Work task
This exercise asks for a copy of each line in the records below with the word "rest" in it.

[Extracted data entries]

//! Line-oriented terminal front end.
//!
//! Maps input lines to UI events and prints the effects the runtime returns.
//! Text from the user or the backend is sanitized before printing so it
//! cannot inject terminal escape sequences.

use std::io::{self, Write};
use std::path::PathBuf;
use std::sync::LazyLock;

use regex::Regex;

use codechat_chat::{ChatController, Effect};
use codechat_core::types::{EntryId, Role};

pub const HELP: &str = "Commands: /attach <path>  /voice  /help  /quit. Anything else is sent as a question.";

/// What an input line on the chat view means.
#[derive(Debug, Clone, PartialEq, Eq)]
pub enum Command {
    Ask(String),
    Attach(PathBuf),
    Voice,
    Help,
    Quit,
    /// A command that needs an argument was given none.
    Usage(&'static str),
}

pub fn parse_command(line: &str) -> Command {
    let trimmed = line.trim();
    let (head, rest) = match trimmed.split_once(char::is_whitespace) {
        Some((head, rest)) => (head, rest.trim()),
        None => (trimmed, ""),
    };
    match head {
        "/quit" | "/exit" => Command::Quit,
        "/help" => Command::Help,
        "/voice" => Command::Voice,
        "/attach" if rest.is_empty() => Command::Usage("/attach <path>"),
        "/attach" => Command::Attach(PathBuf::from(rest)),
        _ => Command::Ask(line.to_string()),
    }
}

// CSI sequences, OSC sequences (BEL or ST terminated), then any other
// two-byte escape.
static ANSI_ESCAPE: LazyLock<Regex> = LazyLock::new(|| {
    Regex::new(r"\x1b\[[0-?]*[ -/]*[@-~]|\x1b\][^\x07\x1b]*(?:\x07|\x1b\\)|\x1b[@-_]?")
        .expect("Invalid ANSI escape regex")
});

/// Strip ANSI escape sequences and control characters, keeping newlines and tabs.
pub fn sanitize(text: &str) -> String {
    ANSI_ESCAPE
        .replace_all(text, "")
        .chars()
        .filter(|c| matches!(c, '\n' | '\t') || !c.is_control())
        .collect()
}

/// Prints effects and transcript entries to a writer.
pub struct TerminalFrontend<W: Write> {
    out: W,
}

impl<W: Write> TerminalFrontend<W> {
    pub fn new(out: W) -> Self {
        Self { out }
    }

    pub fn into_inner(self) -> W {
        self.out
    }

    pub fn name_prompt(&mut self) -> io::Result<()> {
        write!(self.out, "Enter your name: ")?;
        self.out.flush()
    }

    /// Input prompt, showing the selected file if there is one.
    pub fn chat_prompt(&mut self, controller: &ChatController) -> io::Result<()> {
        match controller.session().pending_attachment() {
            Some(attachment) => write!(self.out, "[{}] > ", sanitize(&attachment.label()))?,
            None => write!(self.out, "> ")?,
        }
        self.out.flush()
    }

    pub fn line(&mut self, text: &str) -> io::Result<()> {
        writeln!(self.out, "{}", text)
    }

    pub fn render(&mut self, controller: &ChatController, effects: &[Effect]) -> io::Result<()> {
        for effect in effects {
            match effect {
                Effect::ShowChat { user_name } => {
                    writeln!(self.out, "Welcome, {}! {}", sanitize(user_name), HELP)?;
                }
                Effect::Alert(text) => writeln!(self.out, "[!] {}", sanitize(text))?,
                Effect::Notice(text) => writeln!(self.out, "[i] {}", sanitize(text))?,
                Effect::EntryAppended(id) | Effect::EntryUpdated(id) => {
                    self.entry(controller, *id)?;
                }
                Effect::SetInput(text) => writeln!(self.out, "(heard) {}", sanitize(text))?,
                Effect::ClearInput | Effect::Send(_) | Effect::StartVoice(_) => {}
            }
        }
        self.out.flush()
    }

    fn entry(&mut self, controller: &ChatController, id: EntryId) -> io::Result<()> {
        let Some(entry) = controller.transcript().get(id) else {
            return Ok(());
        };
        let text = sanitize(&controller.display_text(entry));
        match entry.role {
            Role::User => {
                let name = controller.session().user_name().unwrap_or("you");
                writeln!(self.out, "{} {}: {}", id, sanitize(name), text)
            }
            Role::Bot => writeln!(self.out, "{} {}", id, text),
        }
    }
}

#[cfg(test)]
mod tests {
    use super::*;
    use codechat_chat::UiEvent;
    use codechat_core::config::CodechatConfig;
    use codechat_core::types::Attachment;

    fn rendered(controller: &ChatController, effects: &[Effect]) -> String {
        let mut frontend = TerminalFrontend::new(Vec::new());
        frontend.render(controller, effects).unwrap();
        String::from_utf8(frontend.into_inner()).unwrap()
    }

    #[test]
    fn test_parse_commands() {
        assert_eq!(parse_command("/quit"), Command::Quit);
        assert_eq!(parse_command("  /exit "), Command::Quit);
        assert_eq!(parse_command("/help"), Command::Help);
        assert_eq!(parse_command("/voice"), Command::Voice);
        assert_eq!(
            parse_command("/attach  src/my file.c "),
            Command::Attach(PathBuf::from("src/my file.c"))
        );
        assert_eq!(parse_command("/attach"), Command::Usage("/attach <path>"));
        assert_eq!(
            parse_command("what does /attach do?"),
            Command::Ask("what does /attach do?".to_string())
        );
        assert_eq!(parse_command(""), Command::Ask(String::new()));
    }

    #[test]
    fn test_sanitize_strips_escapes() {
        assert_eq!(sanitize("plain text"), "plain text");
        assert_eq!(sanitize("\u{1b}[31mred\u{1b}[0m"), "red");
        assert_eq!(sanitize("a\u{1b}]0;title\u{7}b"), "ab");
        assert_eq!(sanitize("a\u{1b}]8;;http://x\u{1b}\\b"), "ab");
        assert_eq!(sanitize("bell\u{7} and\rcr"), "bell andcr");
        assert_eq!(sanitize("line\n\tindent"), "line\n\tindent");
        assert_eq!(sanitize("<b>html stays literal</b>"), "<b>html stays literal</b>");
    }

    #[test]
    fn test_render_exchange() {
        let mut controller = ChatController::new(&CodechatConfig::default(), false);
        let effects = controller.confirm_name("Ada");
        let out = rendered(&controller, &effects);
        assert!(out.starts_with("Welcome, Ada!"));

        let effects = controller.submit_message("hello");
        let out = rendered(&controller, &effects);
        assert_eq!(out, "#1 Ada: hello\n#2 🤖 Thinking...\n");

        let effects = controller.dispatch(UiEvent::AnswerReceived {
            bot_entry: EntryId(1),
            outcome: Ok("hi \u{1b}[2Jthere".to_string()),
        });
        assert_eq!(rendered(&controller, &effects), "#2 🤖 hi there\n");
    }

    #[test]
    fn test_render_alerts_and_notices() {
        let mut controller = ChatController::new(&CodechatConfig::default(), false);
        controller.confirm_name("Ada");
        let effects = controller.select_attachment(Attachment::from_path("main.c"));
        let out = rendered(&controller, &effects);
        assert!(out.contains("[i] Selected: main.c\n"));
        assert!(out.contains("[!] 📁 File \"main.c\" is ready"));
    }

    #[test]
    fn test_chat_prompt_shows_attachment() {
        let mut controller = ChatController::new(&CodechatConfig::default(), false);
        controller.confirm_name("Ada");

        let mut frontend = TerminalFrontend::new(Vec::new());
        frontend.chat_prompt(&controller).unwrap();
        controller.select_attachment(Attachment::from_path("main.c"));
        frontend.chat_prompt(&controller).unwrap();
        let out = String::from_utf8(frontend.into_inner()).unwrap();
        assert_eq!(out, "> [Selected: main.c] > ");
    }
}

Solution to the problem
    let (head, rest) = match trimmed.split_once(char::is_whitespace) {
        Some((head, rest)) => (head, rest.trim()),
        "/attach" if rest.is_empty() => Command::Usage("/attach <path>"),
        "/attach" => Command::Attach(PathBuf::from(rest)),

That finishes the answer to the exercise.